JIT decorated function fails compiling with "parallel=True"

I’m trying to accelerate my code using numba.
I wrote a jit decorated function that is correctly compiled when “parallel=False”, but it doesn’t when “parallel=True”.

This is my function:

@jit(nopython=True, parallel=True, cache=True)
def I_obj_func(y_bar,ni,beta):
    I_func = np.empty((2,beta.shape[0]),dtype=np.float64)
    for k in prange(2):
        D_a_k_conj_diag = np.exp(-1j*2*np.pi/P*ni[k]*np.arange(P))
        Ryy_conj_cycl_tmp = np.zeros((P,P), dtype=np.complex128)
        for j in prange(J):
            for r in prange(-1,2):
                Ryy_conj_cycl_tmp += np.exp(1j*2*np.pi*ni[k]*r)*cycl_conj_corr(y_bar[j],2*ni[k],r)
        Phi_a_k = np.expand_dims(D_a_k_conj_diag,-1) * Ryy_conj_cycl_tmp * D_a_k_conj_diag
        phi_a_k = np.diag(W_p.conj().T @ Phi_a_k @ W_p.conj())
        tmp = phi_a_k[:P//2]*upsilon.conj()[:P//2]
        for idx in prange(beta.shape[0]):
            I_func[k,idx] = np.abs(np.sum(tmp*np.exp(1j*4*np.pi/Ts*beta[idx]*np.arange(P//2))))
    return I_func

and this is the compilation error:

LoweringError: '$push_global_to_block.74504'

Please, let me know If you need more information.
Thanks a lot.


Hi @krono86,

Thanks for reporting this, looks like a bug.

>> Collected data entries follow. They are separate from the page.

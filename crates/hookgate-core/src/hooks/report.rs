//! User-visible hook feedback
//!
//! Non-blocking hook failures and informational hook output never change a
//! decision, but the user should still see them. The dispatcher hands them to a
//! [`HookReporter`]; the default one logs through `tracing`.

use chrono::{DateTime, Utc};
use serde::{Deserialize, Serialize};
use std::fmt;
use tracing::{info, warn};

use super::events::EventKind;
use crate::error::{HookExecutionError, MatcherError};

/// What went wrong
#[derive(Debug, Clone, Copy, PartialEq, Eq, Hash, Serialize, Deserialize)]
#[serde(rename_all = "snake_case")]
pub enum WarningKind {
    SpawnFailed,
    Timeout,
    NonZeroExit,
    Cancelled,
    Io,
    /// An in-process callback panicked
    Panicked,
    InvalidPattern,
}

impl WarningKind {
    pub fn as_str(&self) -> &'static str {
        match self {
            WarningKind::SpawnFailed => "spawn_failed",
            WarningKind::Timeout => "timeout",
            WarningKind::NonZeroExit => "non_zero_exit",
            WarningKind::Cancelled => "cancelled",
            WarningKind::Io => "io",
            WarningKind::Panicked => "panicked",
            WarningKind::InvalidPattern => "invalid_pattern",
        }
    }
}

impl fmt::Display for WarningKind {
    fn fmt(&self, f: &mut fmt::Formatter<'_>) -> fmt::Result {
        f.write_str(self.as_str())
    }
}

impl From<&HookExecutionError> for WarningKind {
    fn from(error: &HookExecutionError) -> Self {
        match error {
            HookExecutionError::SpawnFailed { .. } => WarningKind::SpawnFailed,
            HookExecutionError::Timeout { .. } => WarningKind::Timeout,
            HookExecutionError::NonZeroExit { .. } => WarningKind::NonZeroExit,
            HookExecutionError::Cancelled { .. } => WarningKind::Cancelled,
            HookExecutionError::Io { .. } => WarningKind::Io,
        }
    }
}

/// One non-blocking problem encountered while dispatching an event
#[derive(Debug, Clone, PartialEq, Eq, Serialize, Deserialize)]
pub struct HookWarning {
    pub event: EventKind,
    /// Command line or callback name
    pub source: String,
    pub kind: WarningKind,
    pub message: String,
    pub timestamp: DateTime<Utc>,
}

impl HookWarning {
    pub fn new(
        event: EventKind,
        source: impl Into<String>,
        kind: WarningKind,
        message: impl Into<String>,
    ) -> Self {
        Self {
            event,
            source: source.into(),
            kind,
            message: message.into(),
            timestamp: Utc::now(),
        }
    }

    pub fn from_execution_error(
        event: EventKind,
        source: impl Into<String>,
        error: &HookExecutionError,
    ) -> Self {
        Self::new(event, source, WarningKind::from(error), error.to_string())
    }

    pub fn from_matcher_error(event: EventKind, error: &MatcherError) -> Self {
        let MatcherError::InvalidPattern { pattern, .. } = error;
        Self::new(
            event,
            pattern.clone(),
            WarningKind::InvalidPattern,
            error.to_string(),
        )
    }
}

impl fmt::Display for HookWarning {
    fn fmt(&self, f: &mut fmt::Formatter<'_>) -> fmt::Result {
        write!(f, "[{}] {}: {}", self.event, self.kind, self.message)
    }
}

/// Receives hook feedback destined for the user
pub trait HookReporter: Send + Sync {
    /// A hook failed without blocking (timeout, crash, spawn failure, ...)
    fn warning(&self, warning: &HookWarning);

    /// A hook printed an informational message
    fn message(&self, event: EventKind, source: &str, text: &str);
}

/// Reporter that logs through `tracing`
#[derive(Debug, Clone, Copy, Default)]
pub struct TracingReporter;

impl HookReporter for TracingReporter {
    fn warning(&self, warning: &HookWarning) {
        warn!(
            event = %warning.event,
            source = %warning.source,
            kind = %warning.kind,
            "{}",
            warning.message
        );
    }

    fn message(&self, event: EventKind, source: &str, text: &str) {
        info!(event = %event, source = %source, "{}", text);
    }
}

I’ve opened a ticket to track: parfors lowering error from missing entry in varmap · Issue #7213 · numba/numba · GitHub

@krono86 I have fixed the error that you were seeing. However, even after that fix, your code is not going to work because currently, parallel=True does not support broadcasting, which your code uses. Right now, to use parallel=True you are going to have to write your code such that it does the broadcast manually as NumPy’s broadcast_to function is also not supported by Numba.